Try it
Where does the string "parent" occur in the records below? Copy every line that holds it.

Collected data entries

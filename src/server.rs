// ABOUTME: TCP listener that hands each accepted connection to a supervisor.
// ABOUTME: Also loads or generates the bastion host key and builds the russh server config.

use crate::config::Config;
use crate::credentials::CredentialStore;
use crate::error::{Error, Result};
use crate::ssh::{Dialer, Supervisor, inbound_methods};
use russh::keys::ssh_key::LineEnding;
use russh::keys::ssh_key::rand_core::OsRng;
use russh::keys::{Algorithm, PrivateKey, load_secret_key};
use std::net::SocketAddr;
use std::path::Path;
use std::sync::Arc;
use std::time::Duration;
use tokio::net::TcpListener;
use tracing::{Instrument, info, info_span, warn};

/// Load the host key at `path`, creating an Ed25519 key there if missing.
pub fn load_or_generate_host_key(path: &Path) -> Result<PrivateKey> {
    if path.exists() {
        return load_secret_key(path, None).map_err(|e| Error::HostKey {
            path: path.to_path_buf(),
            reason: e.to_string(),
        });
    }

    let key = PrivateKey::random(&mut OsRng, Algorithm::Ed25519).map_err(|e| Error::HostKey {
        path: path.to_path_buf(),
        reason: e.to_string(),
    })?;
    let pem = key.to_openssh(LineEnding::LF).map_err(|e| Error::HostKey {
        path: path.to_path_buf(),
        reason: e.to_string(),
    })?;

    if let Some(parent) = path.parent() {
        std::fs::create_dir_all(parent)?;
    }
    std::fs::write(path, pem.as_bytes())?;
    #[cfg(unix)]
    {
        use std::os::unix::fs::PermissionsExt;
        std::fs::set_permissions(path, std::fs::Permissions::from_mode(0o600))?;
    }

    info!(path = %path.display(), "Generated new host key");
    Ok(key)
}

/// russh server settings for callers: public key only.
pub fn server_config(config: &Config, host_key: PrivateKey) -> russh::server::Config {
    russh::server::Config {
        keys: vec![host_key],
        methods: inbound_methods(),
        auth_rejection_time: config.auth_rejection_time,
        auth_rejection_time_initial: Some(Duration::ZERO),
        inactivity_timeout: Some(config.inactivity_timeout),
        ..Default::default()
    }
}

/// Accepts callers and runs one supervisor task per connection.
pub struct Listener {
    listener: TcpListener,
    supervisor: Arc<Supervisor>,
}

impl Listener {
    pub async fn bind(addr: SocketAddr, supervisor: Supervisor) -> Result<Self> {
        let listener = TcpListener::bind(addr).await.map_err(|source| Error::Listen {
            addr: addr.to_string(),
            source,
        })?;
        Ok(Self::new(listener, supervisor))
    }

    pub fn new(listener: TcpListener, supervisor: Supervisor) -> Self {
        Self {
            listener,
            supervisor: Arc::new(supervisor),
        }
    }

    /// Assemble a listener from config, host key and credential store.
    pub async fn from_config(
        config: &Config,
        host_key: PrivateKey,
        store: Arc<dyn CredentialStore>,
    ) -> Result<Self> {
        let supervisor = Supervisor::new(
            Arc::new(server_config(config, host_key)),
            Dialer::new(&config.outbound),
            store,
        );
        Self::bind(config.listen, supervisor).await
    }

    pub fn local_addr(&self) -> Result<SocketAddr> {
        Ok(self.listener.local_addr()?)
    }

    /// Accept connections until the listener fails.
    pub async fn run(self) -> Result<()> {
        info!(addr = %self.local_addr()?, "Listening for callers");
        loop {
            let (stream, peer) = match self.listener.accept().await {
                Ok(accepted) => accepted,
                Err(e) => {
                    warn!(error = %e, "Accept failed");
                    continue;
                }
            };
            if let Err(e) = stream.set_nodelay(true) {
                warn!(%peer, error = %e, "Failed to set TCP_NODELAY");
            }

            let supervisor = Arc::clone(&self.supervisor);
            let span = info_span!("connection", %peer);
            tokio::spawn(
                async move {
                    info!("Caller connected");
                    match supervisor.handle(stream, peer).await {
                        Ok(()) => info!("Connection closed"),
                        Err(e) => warn!(kind = ?e.kind(), error = %e, "Connection failed"),
                    }
                }
                .instrument(span),
            );
        }
    }
}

Completed exercise
    if let Some(parent) = path.parent() {
        std::fs::create_dir_all(parent)?;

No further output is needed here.